Typical parsing tools may include:
SimpleDirectoryReaderfrom LlamaIndex for text, Markdown, PDF, CSV, and other document formats- OCR for scanned images or screenshots
- Image captioning models for visual content
- Speech-to-text models for audio
- Video frame extraction plus captioning/transcription for video
The output of parsing should be normalized text with useful metadata, for example:
{
"source": "data/raw/markdown/german_vegan_food_guide.md",
"modality": "markdown",
"language": "en",
"topic": "German vegan food",
"text": "Kartoffelsalat is a common German dish that can be made vegan..."
}Large documents are split into smaller chunks before embedding. Good chunks should be:
- Small enough to retrieve precisely
- Large enough to preserve meaning
- Stored with source metadata
- Overlapped slightly to avoid losing context across boundaries
Example chunking settings:
chunk_size = 512
chunk_overlap = 50
Each chunk is converted into a numerical vector using an embedding model.
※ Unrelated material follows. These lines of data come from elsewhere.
use thiserror::Error;

use procura_core::errors::{DomainError, ValidationError};
use procura_core::flows::FlowTransitionError;
use procura_db::repositories::RepositoryError;

/// The failure surface of the workflow commands. Every variant is a
/// distinct, typed outcome; callers never need to parse messages.
#[derive(Debug, Error)]
pub enum WorkflowError {
    #[error("purchase request `{id}` was not found")]
    RequestNotFound { id: String },
    #[error(transparent)]
    Domain(#[from] DomainError),
    #[error("actor `{actor_id}` is not authorized to {action}")]
    Unauthorized { actor_id: String, action: String },
    #[error("budget already exists for department `{department}` in fiscal year {fiscal_year}")]
    BudgetAlreadyExists { department: String, fiscal_year: i32 },
    /// The command kept losing optimistic-concurrency races. The caller
    /// may retry the whole command; no partial state was left behind.
    #[error("command abandoned after {attempts} conflicting attempts")]
    ConcurrencyConflict { attempts: u32 },
    #[error(transparent)]
    Repository(RepositoryError),
}

impl From<FlowTransitionError> for WorkflowError {
    fn from(error: FlowTransitionError) -> Self {
        Self::Domain(DomainError::Transition(error))
    }
}

impl From<ValidationError> for WorkflowError {
    fn from(error: ValidationError) -> Self {
        Self::Domain(DomainError::Validation(error))
    }
}

impl From<RepositoryError> for WorkflowError {
    fn from(error: RepositoryError) -> Self {
        Self::Repository(error)
    }
}
use thiserror::Error;

use crate::domain::history::{ApprovalLevel, DecisionAction};
use crate::domain::request::RequestStatus;
use crate::flows::states::{LedgerEffect, TransitionOutcome, WorkflowCommand};

#[derive(Clone, Debug, Error, PartialEq, Eq)]
pub enum FlowTransitionError {
    #[error("command {command:?} is not valid for a request in status {status:?}")]
    InvalidTransition { status: RequestStatus, command: WorkflowCommand },
}

/// The purchase-request lifecycle as a single fixed transition table.
///
/// Every `(status, command)` pair not listed in the table is rejected with
/// [`FlowTransitionError::InvalidTransition`]; there is no other path by
/// which a request changes status. The returned outcome names the ledger
/// effect the transition carries and the approval level the decision is
/// recorded at, so callers persist exactly what the table dictates.
pub struct RequestFlow;

impl RequestFlow {
    pub fn initial_status() -> RequestStatus {
        RequestStatus::Draft
    }

    pub fn transition(
        current: &RequestStatus,
        command: &WorkflowCommand,
    ) -> Result<TransitionOutcome, FlowTransitionError> {
        use ApprovalLevel::{Finance, Manager};
        use RequestStatus::{Cancelled, Draft, PendingFinance, PendingManager};
        use WorkflowCommand::{ApproveLevel1, ApproveLevel2, Cancel, Reject, Submit};

        let (to, effect, level) = match (current, command) {
            (Draft, Submit) => (PendingManager, LedgerEffect::Reserve, Manager),
            (PendingManager, ApproveLevel1) => (PendingFinance, LedgerEffect::None, Manager),
            (PendingFinance, ApproveLevel2) => {
                (RequestStatus::Approved, LedgerEffect::Commit, Finance)
            }
            (PendingManager, Reject) => (RequestStatus::Rejected, LedgerEffect::Release, Manager),
            (PendingFinance, Reject) => (RequestStatus::Rejected, LedgerEffect::Release, Finance),
            (Draft, Cancel) => (Cancelled, LedgerEffect::None, Manager),
            (PendingManager, Cancel) => (Cancelled, LedgerEffect::Release, Manager),
            (PendingFinance, Cancel) => (Cancelled, LedgerEffect::Release, Finance),
            _ => {
                return Err(FlowTransitionError::InvalidTransition {
                    status: current.clone(),
                    command: command.clone(),
                });
            }
        };

        let action = match command {
            Submit => DecisionAction::Submitted,
            ApproveLevel1 | ApproveLevel2 => DecisionAction::Approved,
            Reject => DecisionAction::Rejected,
            Cancel => DecisionAction::Cancelled,
        };

        Ok(TransitionOutcome {
            from: current.clone(),
            to,
            command: command.clone(),
            effect,
            level,
            action,
        })
    }
}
These vectors allow semantic search, so the system can retrieve relevant content even when the user asks in different words or a different language.
Example:
Question: Was sind typische deutsche Gerichte?
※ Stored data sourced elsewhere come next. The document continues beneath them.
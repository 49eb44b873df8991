use procura_core::config::{LogFormat, LoggingConfig};

/// Install the global tracing subscriber from the logging section of the
/// application config. Call once at process startup; later calls are
/// ignored so embedded and test setups can race safely.
pub fn init_logging(config: &LoggingConfig) {
    use tracing::Level;

    let log_level = config.level.parse::<Level>().unwrap_or(Level::INFO);

    let result = match config.format {
        LogFormat::Compact => tracing_subscriber::fmt()
            .with_target(false)
            .with_max_level(log_level)
            .compact()
            .try_init(),
        LogFormat::Pretty => tracing_subscriber::fmt()
            .with_target(false)
            .with_max_level(log_level)
            .pretty()
            .try_init(),
    };

    let _ = result;
}
use std::sync::Arc;

use chrono::Utc;
use rust_decimal::Decimal;

use procura_core::authz::ApprovalAuthority;
use procura_core::config::WorkflowConfig;
use procura_core::domain::budget::{Budget, BudgetStatus, DepartmentId};
use procura_core::domain::history::{ApprovalDecision, ApprovalLevel};
use procura_core::domain::request::{
    validate_items, PurchaseRequest, RequestId, RequestItem, RequestNumber,
};
use procura_core::errors::{DomainError, ValidationError};
use procura_core::flows::{LedgerEffect, RequestFlow, WorkflowCommand};
use procura_core::numbering::RequestNumberFormat;
use procura_db::repositories::{
    BudgetLedger, BudgetWrite, HistoryRepository, InMemoryStore, RepositoryError,
    RequestNumberGenerator, RequestRepository, SqlBudgetLedger, SqlHistoryRepository,
    SqlRequestNumbers, SqlRequestRepository, SqlTransitionStore, TransitionPlan, TransitionStore,
};
use procura_db::DbPool;

use crate::errors::WorkflowError;

/// The command surface of the approval workflow.
///
/// Every mutating command follows the same discipline: read fresh state,
/// run the transition table, compute the ledger arithmetic in memory, and
/// hand the whole result to the transition store, which lands the budget
/// write, the status write, and the decision append atomically. A stale
/// row version rolls everything back, and the command restarts from a
/// fresh read, bounded by `workflow.max_conflict_retries`.
pub struct RequestWorkflow {
    requests: Arc<dyn RequestRepository>,
    budgets: Arc<dyn BudgetLedger>,
    history: Arc<dyn HistoryRepository>,
    numbers: Arc<dyn RequestNumberGenerator>,
    transitions: Arc<dyn TransitionStore>,
    authority: Arc<dyn ApprovalAuthority>,
    max_conflict_retries: u32,
}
Retrieved chunk: German dishes include Kartoffelsalat, Sauerkraut, Bratwurst, Schnitzel, and regional stews...
The vector database stores:
- Chunk text
- Embeddings
- Metadata
- Source paths
- Optional language and modality tags
The data/vector_store/ folder is included as a placeholder. Generated vector database files are usually ignored from Git because they can become large and environment-specific.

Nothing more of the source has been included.